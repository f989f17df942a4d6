//! Governance Contract
//!
//! sXLM-weighted proposals over named protocol parameters.
//!
//! ## Design
//!
//! - Proposing requires a minimum sXLM stake; voting weight is the
//!   voter's live balance at vote time. There is no checkpointing:
//!   tokens moved after a vote carry their weight to the new holder.
//! - Quorum compares the turnout to the token's live total supply at
//!   execution time.
//! - Execution writes the approved value into the on-chain parameter
//!   store and emits an event; the off-chain forwarder relays it to the
//!   target module's admin setter.

#![no_std]

use protocol_common::constants::BPS_DENOMINATOR;
use protocol_common::error::Error;
use protocol_common::math;
use protocol_common::token::ReceiptTokenClient;
use soroban_sdk::{contract, contractimpl, symbol_short, Address, BytesN, Env, String};

mod storage;


pub use storage::Proposal;

use storage::{
    extend_instance, has_voted, is_initialized, next_proposal_id, read_admin, read_param,
    read_proposal, read_quorum_bps, read_sxlm_token, read_voting_period, set_voted, write_param,
    write_proposal, DataKey,
};

/// Minimum sXLM balance to open a proposal: 100 sXLM.
const MIN_PROPOSAL_STAKE: i128 = 100_0000000;

fn require_admin(env: &Env) -> Result<Address, Error> {
    if !is_initialized(env) {
        return Err(Error::NotInitialized);
    }
    let admin = read_admin(env);
    admin.require_auth();
    Ok(admin)
}

fn sxlm_client(env: &Env) -> ReceiptTokenClient<'_> {
    ReceiptTokenClient::new(env, &read_sxlm_token(env))
}

#[contract]
pub struct Governance;

#[contractimpl]
impl Governance {
    /// Initialize the governance contract.
    pub fn initialize(
        env: Env,
        admin: Address,
        sxlm_token: Address,
        voting_period_ledgers: u32,
        quorum_bps: u32,
    ) -> Result<(), Error> {
        if is_initialized(&env) {
            return Err(Error::AlreadyInitialized);
        }
        if quorum_bps > BPS_DENOMINATOR as u32 {
            return Err(Error::InvalidConfig);
        }
        env.storage().instance().set(&DataKey::Admin, &admin);
        env.storage().instance().set(&DataKey::SxlmToken, &sxlm_token);
        env.storage()
            .instance()
            .set(&DataKey::VotingPeriodLedgers, &voting_period_ledgers);
        env.storage().instance().set(&DataKey::QuorumBps, &quorum_bps);
        extend_instance(&env);
        Ok(())
    }

    /// Upgrade the contract WASM. Only callable by admin.
    pub fn upgrade(env: Env, new_wasm_hash: BytesN<32>) -> Result<(), Error> {
        require_admin(&env)?;
        env.deployer().update_current_contract_wasm(new_wasm_hash);
        Ok(())
    }

    /// Bump instance TTL — callable by anyone to keep the contract alive.
    pub fn bump_instance(env: Env) {
        extend_instance(&env);
    }

    // ==========================================================
    // Proposals
    // ==========================================================

    /// Open a proposal to set `param_key` to `new_value`.
    pub fn create_proposal(
        env: Env,
        proposer: Address,
        param_key: String,
        new_value: String,
    ) -> Result<u64, Error> {
        proposer.require_auth();
        if !is_initialized(&env) {
            return Err(Error::NotInitialized);
        }
        extend_instance(&env);

        if sxlm_client(&env).balance(&proposer) < MIN_PROPOSAL_STAKE {
            return Err(Error::InsufficientStakeToPropose);
        }

        let id = next_proposal_id(&env);
        let current_ledger = env.ledger().sequence();
        let proposal = Proposal {
            id,
            proposer: proposer.clone(),
            param_key: param_key.clone(),
            new_value: new_value.clone(),
            votes_for: 0,
            votes_against: 0,
            start_ledger: current_ledger,
            end_ledger: current_ledger + read_voting_period(&env),
            executed: false,
        };
        write_proposal(&env, &proposal);

        env.events().publish(
            (symbol_short!("propose"),),
            (id, proposer, param_key, new_value),
        );
        Ok(id)
    }

    /// Vote on an open proposal. Weight is the voter's sXLM balance at
    /// vote time.
    pub fn vote(env: Env, voter: Address, proposal_id: u64, support: bool) -> Result<(), Error> {
        voter.require_auth();
        extend_instance(&env);

        let mut proposal = read_proposal(&env, proposal_id).ok_or(Error::ProposalNotFound)?;

        if env.ledger().sequence() > proposal.end_ledger {
            return Err(Error::VotingClosed);
        }
        if has_voted(&env, proposal_id, &voter) {
            return Err(Error::AlreadyVoted);
        }

        let weight = sxlm_client(&env).balance(&voter);
        if weight <= 0 {
            return Err(Error::NoVotingPower);
        }

        if support {
            proposal.votes_for = math::add(proposal.votes_for, weight)?;
        } else {
            proposal.votes_against = math::add(proposal.votes_against, weight)?;
        }
        set_voted(&env, proposal_id, &voter);
        write_proposal(&env, &proposal);

        env.events().publish(
            (symbol_short!("voted"),),
            (proposal_id, voter, support, weight),
        );
        Ok(())
    }

    /// Execute a passed proposal after its voting window closes.
    ///
    /// Quorum is measured against the token's live total supply.
    pub fn execute_proposal(env: Env, proposal_id: u64) -> Result<(), Error> {
        extend_instance(&env);

        let mut proposal = read_proposal(&env, proposal_id).ok_or(Error::ProposalNotFound)?;

        if proposal.executed {
            return Err(Error::AlreadyExecuted);
        }
        if env.ledger().sequence() <= proposal.end_ledger {
            return Err(Error::VotingOpen);
        }

        let total_votes = math::add(proposal.votes_for, proposal.votes_against)?;
        let total_supply = sxlm_client(&env).total_supply();
        let quorum =
            math::mul_div_floor(total_supply, read_quorum_bps(&env) as i128, BPS_DENOMINATOR)?;
        if total_votes < quorum {
            return Err(Error::QuorumNotMet);
        }
        if proposal.votes_for <= proposal.votes_against {
            return Err(Error::ProposalRejected);
        }

        write_param(&env, &proposal.param_key, &proposal.new_value);
        proposal.executed = true;
        write_proposal(&env, &proposal);

        env.events().publish(
            (symbol_short!("executed"),),
            (proposal_id, proposal.param_key, proposal.new_value),
        );
        Ok(())
    }

    // ==========================================================
    // Views
    // ==========================================================

    pub fn get_proposal(env: Env, id: u64) -> Result<Proposal, Error> {
        extend_instance(&env);
        read_proposal(&env, id).ok_or(Error::ProposalNotFound)
    }

    pub fn get_vote_count(env: Env, id: u64) -> Result<(i128, i128), Error> {
        extend_instance(&env);
        let proposal = read_proposal(&env, id).ok_or(Error::ProposalNotFound)?;
        Ok((proposal.votes_for, proposal.votes_against))
    }

    pub fn proposal_count(env: Env) -> u64 {
        extend_instance(&env);
        env.storage()
            .instance()
            .get(&DataKey::ProposalCount)
            .unwrap_or(0)
    }

    /// Read an approved parameter value; empty string when unset.
    pub fn get_param(env: Env, key: String) -> String {
        extend_instance(&env);
        read_param(&env, &key).unwrap_or(String::from_str(&env, ""))
    }

    pub fn get_voting_period(env: Env) -> u32 {
        extend_instance(&env);
        read_voting_period(&env)
    }

    pub fn get_quorum_bps(env: Env) -> u32 {
        extend_instance(&env);
        read_quorum_bps(&env)
    }

    pub fn admin(env: Env) -> Address {
        extend_instance(&env);
        read_admin(&env)
    }
}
::::::::::
### [PROBLEM DESCRIPTION]
Copy the entire listing, keeping each line exactly as it is.

### [RESPONSE AREA]
repository f989f17df942a4d6
//! Governance Contract
//!
//! sXLM-weighted proposals over named protocol parameters.
//!
//! ## Design
//!
//! - Proposing requires a minimum sXLM stake; voting weight is the
//!   voter's live balance at vote time. There is no checkpointing:
//!   tokens moved after a vote carry their weight to the new holder.
//! - Quorum compares the turnout to the token's live total supply at
//!   execution time.
//! - Execution writes the approved value into the on-chain parameter
//!   store and emits an event; the off-chain forwarder relays it to the
//!   target module's admin setter.

#![no_std]

use protocol_common::constants::BPS_DENOMINATOR;
use protocol_common::error::Error;
use protocol_common::math;
use protocol_common::token::ReceiptTokenClient;
use soroban_sdk::{contract, contractimpl, symbol_short, Address, BytesN, Env, String};

mod storage;


pub use storage::Proposal;

use storage::{
    extend_instance, has_voted, is_initialized, next_proposal_id, read_admin, read_param,
    read_proposal, read_quorum_bps, read_sxlm_token, read_voting_period, set_voted, write_param,
    write_proposal, DataKey,
};

/// Minimum sXLM balance to open a proposal: 100 sXLM.
const MIN_PROPOSAL_STAKE: i128 = 100_0000000;

fn require_admin(env: &Env) -> Result<Address, Error> {
    if !is_initialized(env) {
        return Err(Error::NotInitialized);
    }
    let admin = read_admin(env);
    admin.require_auth();
    Ok(admin)
}

fn sxlm_client(env: &Env) -> ReceiptTokenClient<'_> {
    ReceiptTokenClient::new(env, &read_sxlm_token(env))
}

#[contract]
pub struct Governance;

#[contractimpl]
impl Governance {
    /// Initialize the governance contract.
    pub fn initialize(
        env: Env,
        admin: Address,
        sxlm_token: Address,
        voting_period_ledgers: u32,
        quorum_bps: u32,
    ) -> Result<(), Error> {
        if is_initialized(&env) {
            return Err(Error::AlreadyInitialized);
        }
        if quorum_bps > BPS_DENOMINATOR as u32 {
            return Err(Error::InvalidConfig);
        }
        env.storage().instance().set(&DataKey::Admin, &admin);
        env.storage().instance().set(&DataKey::SxlmToken, &sxlm_token);
        env.storage()
            .instance()
            .set(&DataKey::VotingPeriodLedgers, &voting_period_ledgers);
        env.storage().instance().set(&DataKey::QuorumBps, &quorum_bps);
        extend_instance(&env);
        Ok(())
    }

    /// Upgrade the contract WASM. Only callable by admin.
    pub fn upgrade(env: Env, new_wasm_hash: BytesN<32>) -> Result<(), Error> {
        require_admin(&env)?;
        env.deployer().update_current_contract_wasm(new_wasm_hash);
        Ok(())
    }

    /// Bump instance TTL — callable by anyone to keep the contract alive.
    pub fn bump_instance(env: Env) {
        extend_instance(&env);
    }

    // ==========================================================
    // Proposals
    // ==========================================================

    /// Open a proposal to set `param_key` to `new_value`.
    pub fn create_proposal(
        env: Env,
        proposer: Address,
        param_key: String,
        new_value: String,
    ) -> Result<u64, Error> {
        proposer.require_auth();
        if !is_initialized(&env) {
            return Err(Error::NotInitialized);
        }
        extend_instance(&env);

        if sxlm_client(&env).balance(&proposer) < MIN_PROPOSAL_STAKE {
            return Err(Error::InsufficientStakeToPropose);
        }

        let id = next_proposal_id(&env);
        let current_ledger = env.ledger().sequence();
        let proposal = Proposal {
            id,
            proposer: proposer.clone(),
            param_key: param_key.clone(),
            new_value: new_value.clone(),
            votes_for: 0,
            votes_against: 0,
            start_ledger: current_ledger,
            end_ledger: current_ledger + read_voting_period(&env),
            executed: false,
        };
        write_proposal(&env, &proposal);

        env.events().publish(
            (symbol_short!("propose"),),
            (id, proposer, param_key, new_value),
        );
        Ok(id)
    }

    /// Vote on an open proposal. Weight is the voter's sXLM balance at
    /// vote time.
    pub fn vote(env: Env, voter: Address, proposal_id: u64, support: bool) -> Result<(), Error> {
        voter.require_auth();
        extend_instance(&env);

        let mut proposal = read_proposal(&env, proposal_id).ok_or(Error::ProposalNotFound)?;

        if env.ledger().sequence() > proposal.end_ledger {
            return Err(Error::VotingClosed);
        }
        if has_voted(&env, proposal_id, &voter) {
            return Err(Error::AlreadyVoted);
        }

        let weight = sxlm_client(&env).balance(&voter);
        if weight <= 0 {
            return Err(Error::NoVotingPower);
        }

        if support {
            proposal.votes_for = math::add(proposal.votes_for, weight)?;
        } else {
            proposal.votes_against = math::add(proposal.votes_against, weight)?;
        }
        set_voted(&env, proposal_id, &voter);
        write_proposal(&env, &proposal);

        env.events().publish(
            (symbol_short!("voted"),),
            (proposal_id, voter, support, weight),
        );
        Ok(())
    }

    /// Execute a passed proposal after its voting window closes.
    ///
    /// Quorum is measured against the token's live total supply.
    pub fn execute_proposal(env: Env, proposal_id: u64) -> Result<(), Error> {
        extend_instance(&env);

        let mut proposal = read_proposal(&env, proposal_id).ok_or(Error::ProposalNotFound)?;

        if proposal.executed {
            return Err(Error::AlreadyExecuted);
        }
        if env.ledger().sequence() <= proposal.end_ledger {
            return Err(Error::VotingOpen);
        }

        let total_votes = math::add(proposal.votes_for, proposal.votes_against)?;
        let total_supply = sxlm_client(&env).total_supply();
        let quorum =
            math::mul_div_floor(total_supply, read_quorum_bps(&env) as i128, BPS_DENOMINATOR)?;
        if total_votes < quorum {
            return Err(Error::QuorumNotMet);
        }
        if proposal.votes_for <= proposal.votes_against {
            return Err(Error::ProposalRejected);
        }

        write_param(&env, &proposal.param_key, &proposal.new_value);
        proposal.executed = true;
        write_proposal(&env, &proposal);

        env.events().publish(
            (symbol_short!("executed"),),
            (proposal_id, proposal.param_key, proposal.new_value),
        );
        Ok(())
    }

    // ==========================================================
    // Views
    // ==========================================================

    pub fn get_proposal(env: Env, id: u64) -> Result<Proposal, Error> {
        extend_instance(&env);
        read_proposal(&env, id).ok_or(Error::ProposalNotFound)
    }

    pub fn get_vote_count(env: Env, id: u64) -> Result<(i128, i128), Error> {
        extend_instance(&env);
        let proposal = read_proposal(&env, id).ok_or(Error::ProposalNotFound)?;
        Ok((proposal.votes_for, proposal.votes_against))
    }

    pub fn proposal_count(env: Env) -> u64 {
        extend_instance(&env);
        env.storage()
            .instance()
            .get(&DataKey::ProposalCount)
            .unwrap_or(0)
    }

    /// Read an approved parameter value; empty string when unset.
    pub fn get_param(env: Env, key: String) -> String {
        extend_instance(&env);
        read_param(&env, &key).unwrap_or(String::from_str(&env, ""))
    }

    pub fn get_voting_period(env: Env) -> u32 {
        extend_instance(&env);
        read_voting_period(&env)
    }

    pub fn get_quorum_bps(env: Env) -> u32 {
        extend_instance(&env);
        read_quorum_bps(&env)
    }

    pub fn admin(env: Env) -> Address {
        extend_instance(&env);
        read_admin(&env)
    }
}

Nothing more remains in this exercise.